**What is expected:**
Your answer should consist of the lines in the data below that contain "PageSlot".
++++++
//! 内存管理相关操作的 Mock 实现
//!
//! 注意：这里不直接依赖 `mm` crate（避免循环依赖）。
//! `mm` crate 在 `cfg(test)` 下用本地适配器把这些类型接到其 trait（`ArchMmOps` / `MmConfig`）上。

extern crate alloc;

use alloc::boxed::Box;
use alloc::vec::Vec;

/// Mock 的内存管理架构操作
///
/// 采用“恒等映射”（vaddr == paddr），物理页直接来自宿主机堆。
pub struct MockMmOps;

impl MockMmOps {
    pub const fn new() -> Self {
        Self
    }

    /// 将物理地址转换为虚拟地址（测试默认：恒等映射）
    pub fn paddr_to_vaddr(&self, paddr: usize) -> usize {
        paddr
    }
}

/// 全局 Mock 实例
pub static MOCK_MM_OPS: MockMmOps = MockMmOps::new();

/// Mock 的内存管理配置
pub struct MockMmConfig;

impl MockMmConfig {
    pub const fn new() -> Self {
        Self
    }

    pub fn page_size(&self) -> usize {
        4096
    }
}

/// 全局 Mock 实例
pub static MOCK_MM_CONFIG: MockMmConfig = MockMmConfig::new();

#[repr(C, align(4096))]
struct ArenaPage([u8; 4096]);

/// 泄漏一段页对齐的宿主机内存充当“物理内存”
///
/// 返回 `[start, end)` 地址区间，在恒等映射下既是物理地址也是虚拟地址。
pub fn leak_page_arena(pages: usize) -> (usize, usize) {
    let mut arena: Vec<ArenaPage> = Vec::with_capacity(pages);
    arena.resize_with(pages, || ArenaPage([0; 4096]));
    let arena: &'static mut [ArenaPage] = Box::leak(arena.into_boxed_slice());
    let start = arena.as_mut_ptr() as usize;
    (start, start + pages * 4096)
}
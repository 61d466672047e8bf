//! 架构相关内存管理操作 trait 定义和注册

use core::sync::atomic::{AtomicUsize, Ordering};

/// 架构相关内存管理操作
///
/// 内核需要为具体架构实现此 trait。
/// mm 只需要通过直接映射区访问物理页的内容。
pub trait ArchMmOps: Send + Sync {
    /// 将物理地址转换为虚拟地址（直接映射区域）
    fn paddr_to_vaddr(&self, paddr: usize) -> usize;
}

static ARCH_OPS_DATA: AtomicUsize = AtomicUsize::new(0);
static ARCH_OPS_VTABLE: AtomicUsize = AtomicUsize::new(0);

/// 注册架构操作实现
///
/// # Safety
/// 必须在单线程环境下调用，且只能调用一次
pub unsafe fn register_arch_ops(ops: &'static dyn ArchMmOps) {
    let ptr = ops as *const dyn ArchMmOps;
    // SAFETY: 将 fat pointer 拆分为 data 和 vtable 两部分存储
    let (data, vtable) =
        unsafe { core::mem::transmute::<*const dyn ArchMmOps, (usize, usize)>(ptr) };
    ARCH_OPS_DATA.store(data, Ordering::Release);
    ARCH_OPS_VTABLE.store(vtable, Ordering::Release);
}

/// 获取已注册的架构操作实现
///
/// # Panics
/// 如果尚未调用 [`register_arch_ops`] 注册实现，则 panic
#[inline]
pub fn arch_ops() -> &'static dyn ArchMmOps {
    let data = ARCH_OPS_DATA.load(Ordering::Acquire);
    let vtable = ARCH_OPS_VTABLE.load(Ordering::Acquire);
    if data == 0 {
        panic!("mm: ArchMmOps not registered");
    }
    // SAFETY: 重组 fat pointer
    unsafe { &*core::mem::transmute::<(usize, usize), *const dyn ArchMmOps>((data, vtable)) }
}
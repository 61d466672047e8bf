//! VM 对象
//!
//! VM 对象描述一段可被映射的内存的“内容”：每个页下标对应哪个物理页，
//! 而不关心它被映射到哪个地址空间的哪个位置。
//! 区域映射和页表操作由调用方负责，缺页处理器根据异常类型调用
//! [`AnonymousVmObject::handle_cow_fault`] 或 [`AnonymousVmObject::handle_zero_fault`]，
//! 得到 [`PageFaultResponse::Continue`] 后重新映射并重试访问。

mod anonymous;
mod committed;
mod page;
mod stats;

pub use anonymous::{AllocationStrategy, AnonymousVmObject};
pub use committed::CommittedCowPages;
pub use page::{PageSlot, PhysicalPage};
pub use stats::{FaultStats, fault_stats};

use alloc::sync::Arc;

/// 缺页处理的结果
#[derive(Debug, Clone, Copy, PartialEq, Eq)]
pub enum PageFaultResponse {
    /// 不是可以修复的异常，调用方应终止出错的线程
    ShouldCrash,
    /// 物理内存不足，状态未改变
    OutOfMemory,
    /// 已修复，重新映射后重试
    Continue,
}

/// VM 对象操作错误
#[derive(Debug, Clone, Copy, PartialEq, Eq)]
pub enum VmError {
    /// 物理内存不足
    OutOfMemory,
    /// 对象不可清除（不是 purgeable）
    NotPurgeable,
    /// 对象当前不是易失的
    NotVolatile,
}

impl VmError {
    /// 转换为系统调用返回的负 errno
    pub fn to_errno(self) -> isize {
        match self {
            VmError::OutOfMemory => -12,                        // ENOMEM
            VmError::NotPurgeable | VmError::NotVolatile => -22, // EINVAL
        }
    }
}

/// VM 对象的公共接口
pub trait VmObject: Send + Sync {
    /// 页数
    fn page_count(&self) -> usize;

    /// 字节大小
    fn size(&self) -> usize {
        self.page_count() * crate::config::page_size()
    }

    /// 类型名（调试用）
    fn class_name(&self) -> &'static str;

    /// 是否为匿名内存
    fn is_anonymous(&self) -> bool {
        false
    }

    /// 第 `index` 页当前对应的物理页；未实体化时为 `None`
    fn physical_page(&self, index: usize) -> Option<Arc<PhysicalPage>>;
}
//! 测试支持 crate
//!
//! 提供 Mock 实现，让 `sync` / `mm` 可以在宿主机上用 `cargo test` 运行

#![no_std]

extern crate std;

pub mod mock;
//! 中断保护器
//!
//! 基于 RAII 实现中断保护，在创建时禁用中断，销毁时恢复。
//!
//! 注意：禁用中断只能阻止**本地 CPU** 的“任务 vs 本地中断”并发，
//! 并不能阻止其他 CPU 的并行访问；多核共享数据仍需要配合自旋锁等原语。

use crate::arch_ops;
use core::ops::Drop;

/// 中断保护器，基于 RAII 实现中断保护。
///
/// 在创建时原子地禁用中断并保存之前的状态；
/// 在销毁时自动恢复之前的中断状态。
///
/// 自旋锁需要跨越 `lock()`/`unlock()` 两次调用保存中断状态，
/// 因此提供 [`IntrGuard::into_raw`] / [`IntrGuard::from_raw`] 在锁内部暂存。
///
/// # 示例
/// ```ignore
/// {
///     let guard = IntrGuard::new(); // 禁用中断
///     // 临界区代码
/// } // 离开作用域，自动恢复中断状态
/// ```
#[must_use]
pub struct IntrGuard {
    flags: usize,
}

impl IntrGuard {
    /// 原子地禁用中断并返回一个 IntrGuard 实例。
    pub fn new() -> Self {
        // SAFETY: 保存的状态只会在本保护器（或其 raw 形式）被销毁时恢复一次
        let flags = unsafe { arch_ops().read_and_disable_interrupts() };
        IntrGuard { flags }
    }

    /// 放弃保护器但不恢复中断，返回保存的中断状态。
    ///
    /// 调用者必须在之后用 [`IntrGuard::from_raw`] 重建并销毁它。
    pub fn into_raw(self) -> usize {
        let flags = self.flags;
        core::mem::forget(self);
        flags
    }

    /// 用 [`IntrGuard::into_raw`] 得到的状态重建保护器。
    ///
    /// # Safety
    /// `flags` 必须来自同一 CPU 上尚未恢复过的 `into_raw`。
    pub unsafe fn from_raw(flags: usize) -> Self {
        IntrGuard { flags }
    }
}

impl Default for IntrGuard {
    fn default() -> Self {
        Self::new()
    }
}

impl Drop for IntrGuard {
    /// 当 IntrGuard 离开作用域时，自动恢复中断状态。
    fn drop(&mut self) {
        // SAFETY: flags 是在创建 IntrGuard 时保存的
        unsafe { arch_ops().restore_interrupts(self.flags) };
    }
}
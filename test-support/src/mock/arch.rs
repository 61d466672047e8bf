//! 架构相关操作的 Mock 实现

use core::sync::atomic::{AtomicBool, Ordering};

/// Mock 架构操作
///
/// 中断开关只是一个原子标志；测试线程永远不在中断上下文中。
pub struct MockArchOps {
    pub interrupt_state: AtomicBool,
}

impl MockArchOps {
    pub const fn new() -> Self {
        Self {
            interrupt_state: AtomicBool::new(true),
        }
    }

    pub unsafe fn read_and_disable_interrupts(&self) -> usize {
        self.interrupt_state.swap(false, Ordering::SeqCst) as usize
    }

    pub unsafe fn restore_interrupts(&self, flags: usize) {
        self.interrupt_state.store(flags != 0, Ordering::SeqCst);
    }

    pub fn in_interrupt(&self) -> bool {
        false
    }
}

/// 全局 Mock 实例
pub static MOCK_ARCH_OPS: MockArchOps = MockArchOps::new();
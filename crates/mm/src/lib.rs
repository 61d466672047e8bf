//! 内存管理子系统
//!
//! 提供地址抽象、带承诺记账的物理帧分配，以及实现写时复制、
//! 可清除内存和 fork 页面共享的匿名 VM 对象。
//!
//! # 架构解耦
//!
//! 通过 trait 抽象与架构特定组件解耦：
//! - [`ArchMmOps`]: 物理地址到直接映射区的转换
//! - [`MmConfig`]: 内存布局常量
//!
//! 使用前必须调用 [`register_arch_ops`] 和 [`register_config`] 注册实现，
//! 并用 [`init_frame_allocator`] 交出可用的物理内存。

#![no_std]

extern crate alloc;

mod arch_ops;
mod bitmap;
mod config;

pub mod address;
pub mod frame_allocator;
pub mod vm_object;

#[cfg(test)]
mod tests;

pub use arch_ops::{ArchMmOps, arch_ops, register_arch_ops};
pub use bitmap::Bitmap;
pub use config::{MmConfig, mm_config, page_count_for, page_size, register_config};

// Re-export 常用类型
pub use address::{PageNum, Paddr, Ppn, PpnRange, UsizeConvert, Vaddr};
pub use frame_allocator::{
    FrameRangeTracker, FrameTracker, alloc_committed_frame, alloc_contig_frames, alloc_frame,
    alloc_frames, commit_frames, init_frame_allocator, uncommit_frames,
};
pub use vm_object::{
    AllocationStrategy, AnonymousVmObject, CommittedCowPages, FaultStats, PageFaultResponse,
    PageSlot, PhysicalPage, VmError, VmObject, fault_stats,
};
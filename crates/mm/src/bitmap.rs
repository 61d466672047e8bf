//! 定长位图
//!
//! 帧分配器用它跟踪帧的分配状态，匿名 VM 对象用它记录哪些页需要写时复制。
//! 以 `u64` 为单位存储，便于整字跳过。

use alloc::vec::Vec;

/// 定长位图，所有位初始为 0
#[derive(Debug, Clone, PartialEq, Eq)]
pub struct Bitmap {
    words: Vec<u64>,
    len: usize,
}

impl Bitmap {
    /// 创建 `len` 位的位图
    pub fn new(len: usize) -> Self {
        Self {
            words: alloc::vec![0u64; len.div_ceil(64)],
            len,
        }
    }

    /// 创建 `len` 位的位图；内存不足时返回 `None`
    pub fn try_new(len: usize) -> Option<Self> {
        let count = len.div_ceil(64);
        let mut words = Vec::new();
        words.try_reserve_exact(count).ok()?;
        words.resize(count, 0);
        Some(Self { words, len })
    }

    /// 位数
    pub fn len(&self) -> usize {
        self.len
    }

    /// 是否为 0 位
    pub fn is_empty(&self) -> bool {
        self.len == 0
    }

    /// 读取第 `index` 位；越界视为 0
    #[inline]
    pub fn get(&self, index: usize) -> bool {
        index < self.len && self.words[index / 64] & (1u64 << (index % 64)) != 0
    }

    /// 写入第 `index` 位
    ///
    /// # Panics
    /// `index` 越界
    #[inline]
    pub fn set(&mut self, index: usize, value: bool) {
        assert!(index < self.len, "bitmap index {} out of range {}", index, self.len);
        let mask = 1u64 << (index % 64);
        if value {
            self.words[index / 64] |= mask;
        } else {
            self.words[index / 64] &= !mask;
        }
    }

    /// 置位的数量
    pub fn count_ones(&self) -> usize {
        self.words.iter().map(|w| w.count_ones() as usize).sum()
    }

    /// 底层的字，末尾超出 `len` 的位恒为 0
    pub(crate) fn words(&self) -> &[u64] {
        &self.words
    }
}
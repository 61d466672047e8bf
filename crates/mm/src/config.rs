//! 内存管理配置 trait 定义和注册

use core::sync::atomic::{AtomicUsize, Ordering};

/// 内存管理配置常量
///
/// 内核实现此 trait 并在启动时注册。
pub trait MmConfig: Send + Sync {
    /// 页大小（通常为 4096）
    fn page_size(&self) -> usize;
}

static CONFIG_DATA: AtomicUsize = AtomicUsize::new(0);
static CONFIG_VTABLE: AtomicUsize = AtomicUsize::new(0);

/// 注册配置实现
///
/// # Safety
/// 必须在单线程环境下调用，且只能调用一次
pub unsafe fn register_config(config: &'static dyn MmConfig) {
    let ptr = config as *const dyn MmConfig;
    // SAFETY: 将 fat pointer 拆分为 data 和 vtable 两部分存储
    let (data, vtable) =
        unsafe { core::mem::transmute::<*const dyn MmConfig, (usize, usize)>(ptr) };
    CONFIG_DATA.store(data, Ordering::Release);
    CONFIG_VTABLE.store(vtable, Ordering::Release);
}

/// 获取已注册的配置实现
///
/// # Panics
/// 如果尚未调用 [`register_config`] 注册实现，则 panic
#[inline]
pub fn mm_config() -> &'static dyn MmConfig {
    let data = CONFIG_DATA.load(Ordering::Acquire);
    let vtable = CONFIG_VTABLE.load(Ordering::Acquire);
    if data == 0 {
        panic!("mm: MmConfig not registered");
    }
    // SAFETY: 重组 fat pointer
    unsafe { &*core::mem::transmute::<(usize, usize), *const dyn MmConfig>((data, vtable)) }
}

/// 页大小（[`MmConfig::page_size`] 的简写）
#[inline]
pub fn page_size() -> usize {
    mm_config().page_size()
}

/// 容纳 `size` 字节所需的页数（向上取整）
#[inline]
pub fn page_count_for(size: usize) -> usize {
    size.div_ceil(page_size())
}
++++++
**Answer section:**
pub use page::{PageSlot, PhysicalPage};
    PageSlot, PhysicalPage, VmError, VmObject, fault_stats,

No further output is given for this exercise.